Your assignment | Search the material below for the string "CredentialPoolConfig" and list each line that holds it.
──────── Provided material
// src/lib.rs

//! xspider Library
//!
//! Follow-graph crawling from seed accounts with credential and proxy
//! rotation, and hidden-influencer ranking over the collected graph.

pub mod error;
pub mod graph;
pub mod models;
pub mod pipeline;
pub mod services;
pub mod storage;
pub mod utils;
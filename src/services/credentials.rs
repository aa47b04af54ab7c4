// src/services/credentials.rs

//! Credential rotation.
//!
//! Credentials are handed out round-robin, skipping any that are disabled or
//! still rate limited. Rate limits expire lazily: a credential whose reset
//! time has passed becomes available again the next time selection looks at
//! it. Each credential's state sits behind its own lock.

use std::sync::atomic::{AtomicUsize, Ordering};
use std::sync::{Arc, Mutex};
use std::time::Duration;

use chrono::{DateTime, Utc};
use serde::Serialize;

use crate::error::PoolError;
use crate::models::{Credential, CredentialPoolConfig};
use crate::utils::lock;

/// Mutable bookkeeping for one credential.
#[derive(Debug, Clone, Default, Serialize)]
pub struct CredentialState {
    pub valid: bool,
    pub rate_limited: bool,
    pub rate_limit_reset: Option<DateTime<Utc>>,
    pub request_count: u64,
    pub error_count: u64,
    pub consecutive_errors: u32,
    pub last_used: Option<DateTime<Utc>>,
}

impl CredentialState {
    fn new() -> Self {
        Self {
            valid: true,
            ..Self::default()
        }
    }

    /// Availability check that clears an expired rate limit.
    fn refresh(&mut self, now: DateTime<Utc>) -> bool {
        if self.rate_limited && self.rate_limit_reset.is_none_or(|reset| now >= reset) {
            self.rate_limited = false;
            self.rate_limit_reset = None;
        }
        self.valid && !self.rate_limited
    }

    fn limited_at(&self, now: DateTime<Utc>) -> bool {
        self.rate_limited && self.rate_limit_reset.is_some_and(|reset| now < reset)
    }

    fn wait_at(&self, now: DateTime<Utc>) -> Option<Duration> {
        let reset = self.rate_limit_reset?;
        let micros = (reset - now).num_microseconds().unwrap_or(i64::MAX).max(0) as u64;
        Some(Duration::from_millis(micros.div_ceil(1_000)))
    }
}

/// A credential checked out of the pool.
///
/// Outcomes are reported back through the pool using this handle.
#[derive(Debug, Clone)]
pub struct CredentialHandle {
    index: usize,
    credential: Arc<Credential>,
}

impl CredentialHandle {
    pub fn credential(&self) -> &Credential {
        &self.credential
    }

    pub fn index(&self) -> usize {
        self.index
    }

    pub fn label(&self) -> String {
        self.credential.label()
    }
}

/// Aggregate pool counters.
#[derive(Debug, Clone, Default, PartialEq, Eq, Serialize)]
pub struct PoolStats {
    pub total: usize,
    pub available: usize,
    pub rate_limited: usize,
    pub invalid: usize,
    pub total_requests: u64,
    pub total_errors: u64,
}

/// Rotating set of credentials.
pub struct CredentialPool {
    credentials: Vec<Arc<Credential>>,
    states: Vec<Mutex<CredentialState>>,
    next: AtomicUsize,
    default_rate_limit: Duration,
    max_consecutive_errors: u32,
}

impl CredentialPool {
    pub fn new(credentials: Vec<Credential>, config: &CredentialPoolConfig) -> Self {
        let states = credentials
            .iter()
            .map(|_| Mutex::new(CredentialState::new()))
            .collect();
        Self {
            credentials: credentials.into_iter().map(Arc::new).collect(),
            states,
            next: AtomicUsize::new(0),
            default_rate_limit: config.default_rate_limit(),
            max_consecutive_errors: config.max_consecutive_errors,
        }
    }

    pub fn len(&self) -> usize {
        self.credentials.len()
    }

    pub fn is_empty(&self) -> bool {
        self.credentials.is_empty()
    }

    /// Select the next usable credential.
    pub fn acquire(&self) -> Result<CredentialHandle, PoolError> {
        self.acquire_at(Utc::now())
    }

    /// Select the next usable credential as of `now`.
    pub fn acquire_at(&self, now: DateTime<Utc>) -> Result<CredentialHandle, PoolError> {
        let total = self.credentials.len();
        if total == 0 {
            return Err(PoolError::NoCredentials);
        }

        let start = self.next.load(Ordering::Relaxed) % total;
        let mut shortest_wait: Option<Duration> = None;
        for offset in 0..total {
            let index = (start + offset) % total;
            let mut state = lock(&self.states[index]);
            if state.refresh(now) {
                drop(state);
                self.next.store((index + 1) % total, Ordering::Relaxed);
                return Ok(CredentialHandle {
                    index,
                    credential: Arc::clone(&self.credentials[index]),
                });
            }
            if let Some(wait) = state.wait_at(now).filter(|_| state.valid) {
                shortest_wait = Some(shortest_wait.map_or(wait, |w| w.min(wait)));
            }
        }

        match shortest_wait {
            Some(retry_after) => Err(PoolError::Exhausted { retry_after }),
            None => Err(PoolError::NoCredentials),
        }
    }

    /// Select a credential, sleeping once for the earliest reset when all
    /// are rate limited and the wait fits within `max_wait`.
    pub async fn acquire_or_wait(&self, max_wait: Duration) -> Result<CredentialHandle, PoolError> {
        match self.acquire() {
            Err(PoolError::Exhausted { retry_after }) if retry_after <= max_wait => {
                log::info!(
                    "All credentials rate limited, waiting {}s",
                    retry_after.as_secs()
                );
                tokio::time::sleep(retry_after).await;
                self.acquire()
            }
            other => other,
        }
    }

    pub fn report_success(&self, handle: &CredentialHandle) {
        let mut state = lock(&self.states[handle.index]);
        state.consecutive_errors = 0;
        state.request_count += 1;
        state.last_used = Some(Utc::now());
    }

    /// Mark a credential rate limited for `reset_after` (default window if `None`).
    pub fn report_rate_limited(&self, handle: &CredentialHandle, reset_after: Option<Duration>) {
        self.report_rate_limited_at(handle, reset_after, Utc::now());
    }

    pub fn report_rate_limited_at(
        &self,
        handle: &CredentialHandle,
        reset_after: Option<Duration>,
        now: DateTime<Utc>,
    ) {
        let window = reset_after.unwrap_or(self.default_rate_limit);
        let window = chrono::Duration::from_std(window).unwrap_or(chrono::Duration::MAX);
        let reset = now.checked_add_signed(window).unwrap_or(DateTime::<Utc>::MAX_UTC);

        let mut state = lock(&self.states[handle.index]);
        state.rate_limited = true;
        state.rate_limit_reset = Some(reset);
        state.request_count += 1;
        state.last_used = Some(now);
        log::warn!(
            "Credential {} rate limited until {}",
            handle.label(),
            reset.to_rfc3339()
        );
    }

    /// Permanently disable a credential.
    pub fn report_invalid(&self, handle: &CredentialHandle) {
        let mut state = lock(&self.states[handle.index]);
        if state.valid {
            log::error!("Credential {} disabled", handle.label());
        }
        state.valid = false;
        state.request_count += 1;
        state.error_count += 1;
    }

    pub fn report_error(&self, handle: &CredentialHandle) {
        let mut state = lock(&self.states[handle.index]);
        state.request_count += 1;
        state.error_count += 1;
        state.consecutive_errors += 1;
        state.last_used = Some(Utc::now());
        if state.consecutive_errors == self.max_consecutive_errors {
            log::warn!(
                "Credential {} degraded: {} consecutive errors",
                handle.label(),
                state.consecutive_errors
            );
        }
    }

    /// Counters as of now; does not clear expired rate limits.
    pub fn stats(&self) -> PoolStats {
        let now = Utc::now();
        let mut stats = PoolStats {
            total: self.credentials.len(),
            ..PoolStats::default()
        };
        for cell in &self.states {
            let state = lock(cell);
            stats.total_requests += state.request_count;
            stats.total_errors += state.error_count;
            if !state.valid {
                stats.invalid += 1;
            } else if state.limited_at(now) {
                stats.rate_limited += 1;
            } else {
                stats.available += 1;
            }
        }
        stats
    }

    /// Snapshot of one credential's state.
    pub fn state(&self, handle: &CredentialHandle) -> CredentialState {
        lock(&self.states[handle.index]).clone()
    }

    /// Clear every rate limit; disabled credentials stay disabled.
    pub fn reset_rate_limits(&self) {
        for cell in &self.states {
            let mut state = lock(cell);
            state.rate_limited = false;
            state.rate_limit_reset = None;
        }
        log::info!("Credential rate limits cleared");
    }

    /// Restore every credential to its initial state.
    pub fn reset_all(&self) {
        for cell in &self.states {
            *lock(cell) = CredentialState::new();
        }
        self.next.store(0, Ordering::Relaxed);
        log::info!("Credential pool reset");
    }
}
────────────────
Exercise solution |
use crate::models::{Credential, CredentialPoolConfig};
    pub fn new(credentials: Vec<Credential>, config: &CredentialPoolConfig) -> Self {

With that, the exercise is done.